* _PROBLEM DETAILS_:
For the string "Option", state how many lines of the data hold it. Give nothing besides the number.

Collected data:
┄┄┄┄┄┄
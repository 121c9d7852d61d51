//! CLI argument parsing using clap.
//!
//! This binary is a thin driver over the library: it wires a chosen agent,
//! a project directory, a task list, and an event sink into the Loop
//! Engine. The interactive setup wizard, project analyzer, legacy-layout
//! migration, and update checker are out of scope (spec §1) — only the
//! seams they would plug into are exposed here.

use clap::{Parser, Subcommand};

/// Task-automation supervisor that drives an external AI coding agent
/// around a project's task list.
#[derive(Parser, Debug)]
#[command(name = "ralph", version, about, long_about = None)]
pub struct Args {
    #[command(subcommand)]
    pub command: Command,
}

#[derive(Subcommand, Debug)]
pub enum Command {
    /// Run the loop engine over the project's pending tasks.
    Run(RunArgs),
    /// Manage the task list.
    Tasks(TasksArgs),
    /// Pause a running session at its next checkpoint.
    Pause,
    /// Resume a paused session.
    Resume,
    /// Skip a task at the next checkpoint (the current one if unnamed).
    Skip {
        /// Task id to skip; defaults to whichever task is currently running.
        task_id: Option<String>,
    },
    /// Abort the running session.
    Abort {
        /// Reason recorded in the session's fail_reason.
        #[arg(default_value = "aborted by user")]
        reason: String,
    },
}

#[derive(clap::Args, Debug)]
pub struct RunArgs {
    /// Agent name to use (e.g. `cursor`, `auggie`); defaults to
    /// `agent.default` from config, or the single available agent.
    #[arg(long, env = "RALPH_AGENT")]
    pub agent: Option<String>,

    /// Model override; defaults to `agent.model` from config, or the
    /// agent's own default model.
    #[arg(long, env = "RALPH_MODEL")]
    pub model: Option<String>,

    /// Run exactly one task then stop.
    #[arg(short = 'o', long)]
    pub once: bool,

    /// Maximum tasks to process this invocation; unset means unlimited.
    #[arg(long, value_name = "N")]
    pub limit: Option<u32>,

    /// Resume an existing session by id instead of starting a fresh one.
    #[arg(long, value_name = "SESSION_ID")]
    pub resume: Option<String>,

    /// Project directory; defaults to walking up from the current directory.
    #[arg(long, value_name = "PATH")]
    pub project: Option<String>,
}

#[derive(clap::Args, Debug)]
pub struct TasksArgs {
    #[command(subcommand)]
    pub command: TasksCommand,
}

#[derive(Subcommand, Debug)]
pub enum TasksCommand {
    /// Import a Markdown or plain-text task list.
    Import {
        /// Path to the file to import.
        file: String,
        /// Override auto-detection of the import format.
        #[arg(long, value_enum)]
        format: Option<ImportFormatArg>,
    },
    /// List tasks and their current status.
    List,
}

#[derive(clap::ValueEnum, Clone, Copy, Debug)]
pub enum ImportFormatArg {
    Markdown,
    Text,
}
┄┄┄┄┄┄
* _THE COMPLETED TASK_:
7